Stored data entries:
•••

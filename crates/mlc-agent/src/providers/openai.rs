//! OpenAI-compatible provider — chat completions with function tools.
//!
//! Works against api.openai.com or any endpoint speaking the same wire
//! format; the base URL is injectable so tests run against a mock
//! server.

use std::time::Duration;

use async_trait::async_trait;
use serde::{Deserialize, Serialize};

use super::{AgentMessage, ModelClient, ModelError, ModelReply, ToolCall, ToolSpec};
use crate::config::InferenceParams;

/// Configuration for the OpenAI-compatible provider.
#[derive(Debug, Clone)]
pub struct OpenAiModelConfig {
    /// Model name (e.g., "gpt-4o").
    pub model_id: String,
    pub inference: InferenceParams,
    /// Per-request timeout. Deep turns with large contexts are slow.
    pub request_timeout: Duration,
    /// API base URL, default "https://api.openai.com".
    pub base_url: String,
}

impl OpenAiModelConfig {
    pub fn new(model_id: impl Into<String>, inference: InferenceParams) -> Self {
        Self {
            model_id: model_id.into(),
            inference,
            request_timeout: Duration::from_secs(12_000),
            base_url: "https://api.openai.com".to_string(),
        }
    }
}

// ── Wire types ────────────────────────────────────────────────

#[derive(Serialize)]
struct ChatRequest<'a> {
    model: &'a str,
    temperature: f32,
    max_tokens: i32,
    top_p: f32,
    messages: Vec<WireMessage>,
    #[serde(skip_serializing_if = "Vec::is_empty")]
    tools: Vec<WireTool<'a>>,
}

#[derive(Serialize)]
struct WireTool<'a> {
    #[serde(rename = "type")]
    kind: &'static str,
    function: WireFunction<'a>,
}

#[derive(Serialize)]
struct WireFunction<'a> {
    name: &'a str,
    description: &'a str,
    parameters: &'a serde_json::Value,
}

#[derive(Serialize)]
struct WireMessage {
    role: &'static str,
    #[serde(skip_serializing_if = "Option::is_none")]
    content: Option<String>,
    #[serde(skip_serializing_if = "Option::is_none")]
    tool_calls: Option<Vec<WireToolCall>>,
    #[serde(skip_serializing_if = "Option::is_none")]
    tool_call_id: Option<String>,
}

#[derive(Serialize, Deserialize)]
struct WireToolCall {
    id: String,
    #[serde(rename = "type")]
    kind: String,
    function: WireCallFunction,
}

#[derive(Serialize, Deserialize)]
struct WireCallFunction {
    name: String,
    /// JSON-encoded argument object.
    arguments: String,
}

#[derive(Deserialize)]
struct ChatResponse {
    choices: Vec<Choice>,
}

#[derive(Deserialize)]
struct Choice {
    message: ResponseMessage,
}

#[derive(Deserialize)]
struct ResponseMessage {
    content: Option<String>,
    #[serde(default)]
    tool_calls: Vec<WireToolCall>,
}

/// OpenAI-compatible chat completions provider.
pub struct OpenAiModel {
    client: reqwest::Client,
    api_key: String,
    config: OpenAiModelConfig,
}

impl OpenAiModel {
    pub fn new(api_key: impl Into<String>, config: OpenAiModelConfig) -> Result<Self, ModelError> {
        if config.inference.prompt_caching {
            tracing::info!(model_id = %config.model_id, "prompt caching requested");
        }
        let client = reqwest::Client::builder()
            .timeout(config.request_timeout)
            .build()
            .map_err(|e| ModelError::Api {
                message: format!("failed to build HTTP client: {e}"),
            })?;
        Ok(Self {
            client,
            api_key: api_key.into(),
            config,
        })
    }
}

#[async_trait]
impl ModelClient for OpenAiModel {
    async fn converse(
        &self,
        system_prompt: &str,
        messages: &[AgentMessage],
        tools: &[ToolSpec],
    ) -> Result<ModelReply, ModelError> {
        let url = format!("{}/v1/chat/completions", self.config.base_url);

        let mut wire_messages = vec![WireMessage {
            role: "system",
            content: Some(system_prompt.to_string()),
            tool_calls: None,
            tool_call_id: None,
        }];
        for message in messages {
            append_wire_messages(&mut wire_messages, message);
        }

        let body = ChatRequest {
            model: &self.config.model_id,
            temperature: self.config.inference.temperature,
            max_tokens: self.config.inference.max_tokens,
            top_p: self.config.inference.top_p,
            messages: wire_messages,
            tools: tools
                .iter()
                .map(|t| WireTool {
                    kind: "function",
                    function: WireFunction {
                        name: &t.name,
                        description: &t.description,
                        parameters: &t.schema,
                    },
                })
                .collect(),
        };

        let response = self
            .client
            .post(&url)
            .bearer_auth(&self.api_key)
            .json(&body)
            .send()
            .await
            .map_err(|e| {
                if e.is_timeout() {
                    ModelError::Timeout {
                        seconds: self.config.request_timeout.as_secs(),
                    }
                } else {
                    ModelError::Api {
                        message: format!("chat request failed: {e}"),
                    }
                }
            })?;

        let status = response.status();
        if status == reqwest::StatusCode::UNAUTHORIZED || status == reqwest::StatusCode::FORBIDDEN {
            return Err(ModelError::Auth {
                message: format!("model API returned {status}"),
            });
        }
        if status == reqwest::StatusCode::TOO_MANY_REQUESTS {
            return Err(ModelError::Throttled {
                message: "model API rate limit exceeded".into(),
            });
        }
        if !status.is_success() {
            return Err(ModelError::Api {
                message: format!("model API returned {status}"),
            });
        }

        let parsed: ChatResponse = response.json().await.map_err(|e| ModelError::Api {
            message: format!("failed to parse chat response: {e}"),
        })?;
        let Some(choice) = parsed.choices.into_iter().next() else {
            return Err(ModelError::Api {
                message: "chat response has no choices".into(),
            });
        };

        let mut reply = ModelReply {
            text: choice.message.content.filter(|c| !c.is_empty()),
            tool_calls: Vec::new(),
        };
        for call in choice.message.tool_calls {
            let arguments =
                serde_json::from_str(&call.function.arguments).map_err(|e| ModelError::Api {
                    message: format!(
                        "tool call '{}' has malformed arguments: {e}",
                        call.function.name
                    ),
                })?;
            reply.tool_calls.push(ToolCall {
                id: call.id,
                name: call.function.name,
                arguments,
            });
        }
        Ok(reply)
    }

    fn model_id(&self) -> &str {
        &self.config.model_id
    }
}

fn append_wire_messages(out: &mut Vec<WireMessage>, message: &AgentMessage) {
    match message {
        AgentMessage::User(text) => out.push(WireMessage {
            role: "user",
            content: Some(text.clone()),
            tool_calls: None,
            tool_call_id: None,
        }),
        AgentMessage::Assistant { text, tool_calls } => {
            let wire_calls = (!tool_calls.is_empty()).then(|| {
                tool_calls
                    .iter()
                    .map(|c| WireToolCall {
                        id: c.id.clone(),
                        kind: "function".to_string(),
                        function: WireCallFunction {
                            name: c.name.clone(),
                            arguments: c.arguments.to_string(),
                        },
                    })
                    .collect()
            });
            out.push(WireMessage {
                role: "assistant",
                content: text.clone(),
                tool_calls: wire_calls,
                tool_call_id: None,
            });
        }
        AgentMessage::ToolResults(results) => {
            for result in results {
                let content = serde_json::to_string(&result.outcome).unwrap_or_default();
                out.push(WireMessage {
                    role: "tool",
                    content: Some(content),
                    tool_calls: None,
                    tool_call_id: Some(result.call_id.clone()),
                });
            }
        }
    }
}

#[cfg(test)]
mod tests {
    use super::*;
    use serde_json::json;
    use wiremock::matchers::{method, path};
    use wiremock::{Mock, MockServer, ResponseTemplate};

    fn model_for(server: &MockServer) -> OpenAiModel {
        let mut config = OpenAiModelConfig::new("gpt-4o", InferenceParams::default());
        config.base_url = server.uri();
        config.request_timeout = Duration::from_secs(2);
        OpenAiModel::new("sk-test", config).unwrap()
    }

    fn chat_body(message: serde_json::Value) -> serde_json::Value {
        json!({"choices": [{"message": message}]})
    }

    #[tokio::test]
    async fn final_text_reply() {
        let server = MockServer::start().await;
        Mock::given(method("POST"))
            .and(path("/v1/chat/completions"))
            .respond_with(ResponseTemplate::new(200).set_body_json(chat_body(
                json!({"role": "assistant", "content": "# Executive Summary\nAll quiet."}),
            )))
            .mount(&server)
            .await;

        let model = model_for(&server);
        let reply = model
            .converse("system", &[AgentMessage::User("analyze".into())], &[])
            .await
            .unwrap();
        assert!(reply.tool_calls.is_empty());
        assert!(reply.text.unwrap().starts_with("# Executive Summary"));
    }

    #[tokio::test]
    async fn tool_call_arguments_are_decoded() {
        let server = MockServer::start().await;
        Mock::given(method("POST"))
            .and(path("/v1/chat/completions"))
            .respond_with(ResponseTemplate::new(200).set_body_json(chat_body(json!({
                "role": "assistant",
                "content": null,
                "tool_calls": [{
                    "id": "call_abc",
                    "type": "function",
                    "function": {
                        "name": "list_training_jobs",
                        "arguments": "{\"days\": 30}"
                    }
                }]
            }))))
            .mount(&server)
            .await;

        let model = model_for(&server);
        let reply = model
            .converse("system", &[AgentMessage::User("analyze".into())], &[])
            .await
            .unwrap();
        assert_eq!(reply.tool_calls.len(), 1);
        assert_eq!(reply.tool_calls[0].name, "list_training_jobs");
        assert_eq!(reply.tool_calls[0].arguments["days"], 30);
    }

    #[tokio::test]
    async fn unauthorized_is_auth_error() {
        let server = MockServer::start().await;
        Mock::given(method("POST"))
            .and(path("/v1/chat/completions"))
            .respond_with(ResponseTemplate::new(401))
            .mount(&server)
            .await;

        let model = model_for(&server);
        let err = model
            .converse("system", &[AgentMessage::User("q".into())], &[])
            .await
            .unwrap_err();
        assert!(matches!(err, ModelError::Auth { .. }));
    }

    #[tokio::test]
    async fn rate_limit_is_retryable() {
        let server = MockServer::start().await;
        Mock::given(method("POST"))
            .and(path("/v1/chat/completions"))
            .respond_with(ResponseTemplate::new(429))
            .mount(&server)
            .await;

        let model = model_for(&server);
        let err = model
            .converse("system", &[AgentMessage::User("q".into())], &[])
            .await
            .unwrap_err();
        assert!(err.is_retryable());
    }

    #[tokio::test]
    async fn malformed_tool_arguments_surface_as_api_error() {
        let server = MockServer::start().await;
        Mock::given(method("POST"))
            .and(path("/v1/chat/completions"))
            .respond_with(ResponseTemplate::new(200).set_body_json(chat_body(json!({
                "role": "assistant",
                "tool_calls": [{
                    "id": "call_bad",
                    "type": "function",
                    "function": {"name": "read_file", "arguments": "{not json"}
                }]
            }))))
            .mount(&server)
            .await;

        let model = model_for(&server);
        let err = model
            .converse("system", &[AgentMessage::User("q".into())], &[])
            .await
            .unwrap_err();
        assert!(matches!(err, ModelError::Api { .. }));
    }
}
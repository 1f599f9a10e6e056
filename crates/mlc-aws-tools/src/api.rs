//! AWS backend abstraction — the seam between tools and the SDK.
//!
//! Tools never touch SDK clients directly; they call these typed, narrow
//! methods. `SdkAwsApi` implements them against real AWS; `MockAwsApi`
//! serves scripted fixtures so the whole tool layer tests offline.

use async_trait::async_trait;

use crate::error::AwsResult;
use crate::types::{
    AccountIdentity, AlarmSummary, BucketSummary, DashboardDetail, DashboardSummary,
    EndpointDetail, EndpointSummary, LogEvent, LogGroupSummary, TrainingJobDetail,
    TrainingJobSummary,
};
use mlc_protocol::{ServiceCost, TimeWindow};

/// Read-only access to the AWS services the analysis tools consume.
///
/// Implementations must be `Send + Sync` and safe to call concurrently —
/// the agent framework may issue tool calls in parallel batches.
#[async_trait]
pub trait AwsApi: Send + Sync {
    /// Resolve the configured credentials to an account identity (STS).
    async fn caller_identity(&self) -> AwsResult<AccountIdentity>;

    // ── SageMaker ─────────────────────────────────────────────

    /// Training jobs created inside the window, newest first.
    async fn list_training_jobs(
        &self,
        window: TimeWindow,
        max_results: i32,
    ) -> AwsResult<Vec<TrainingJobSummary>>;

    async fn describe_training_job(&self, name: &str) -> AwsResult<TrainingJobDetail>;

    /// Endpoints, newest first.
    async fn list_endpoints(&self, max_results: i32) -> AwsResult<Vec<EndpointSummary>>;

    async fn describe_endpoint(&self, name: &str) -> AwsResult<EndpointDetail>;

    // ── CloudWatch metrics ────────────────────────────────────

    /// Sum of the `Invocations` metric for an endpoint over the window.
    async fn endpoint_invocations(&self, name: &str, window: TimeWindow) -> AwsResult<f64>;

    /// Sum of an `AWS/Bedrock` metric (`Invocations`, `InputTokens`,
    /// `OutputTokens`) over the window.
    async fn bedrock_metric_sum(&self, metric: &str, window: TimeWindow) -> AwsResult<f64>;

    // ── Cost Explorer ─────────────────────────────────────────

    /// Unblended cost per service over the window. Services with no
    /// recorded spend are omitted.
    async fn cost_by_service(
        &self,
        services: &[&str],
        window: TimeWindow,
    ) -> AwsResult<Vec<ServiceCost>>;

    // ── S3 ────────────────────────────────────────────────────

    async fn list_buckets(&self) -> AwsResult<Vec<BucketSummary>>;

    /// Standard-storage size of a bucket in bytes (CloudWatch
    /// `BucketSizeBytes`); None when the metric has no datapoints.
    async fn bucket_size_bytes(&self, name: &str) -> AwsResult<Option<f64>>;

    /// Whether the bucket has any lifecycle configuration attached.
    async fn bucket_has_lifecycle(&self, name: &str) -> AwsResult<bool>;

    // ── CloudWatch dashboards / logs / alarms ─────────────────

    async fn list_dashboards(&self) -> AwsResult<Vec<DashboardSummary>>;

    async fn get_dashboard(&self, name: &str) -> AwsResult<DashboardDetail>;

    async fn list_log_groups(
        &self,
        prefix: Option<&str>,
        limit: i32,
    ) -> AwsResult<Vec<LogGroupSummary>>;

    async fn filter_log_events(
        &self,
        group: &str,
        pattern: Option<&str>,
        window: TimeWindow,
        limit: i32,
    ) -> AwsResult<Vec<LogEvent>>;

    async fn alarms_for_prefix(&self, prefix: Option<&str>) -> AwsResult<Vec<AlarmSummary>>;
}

•••

GOAL OF THE EXERCISE: Every line above that holds the word "format" is to be found and copied.

RESULT FOR THIS TASK:
//! format; the base URL is injectable so tests run against a mock
                message: format!("failed to build HTTP client: {e}"),
        let url = format!("{}/v1/chat/completions", self.config.base_url);
                        message: format!("chat request failed: {e}"),
                message: format!("model API returned {status}"),
                message: format!("model API returned {status}"),
            message: format!("failed to parse chat response: {e}"),
                    message: format!(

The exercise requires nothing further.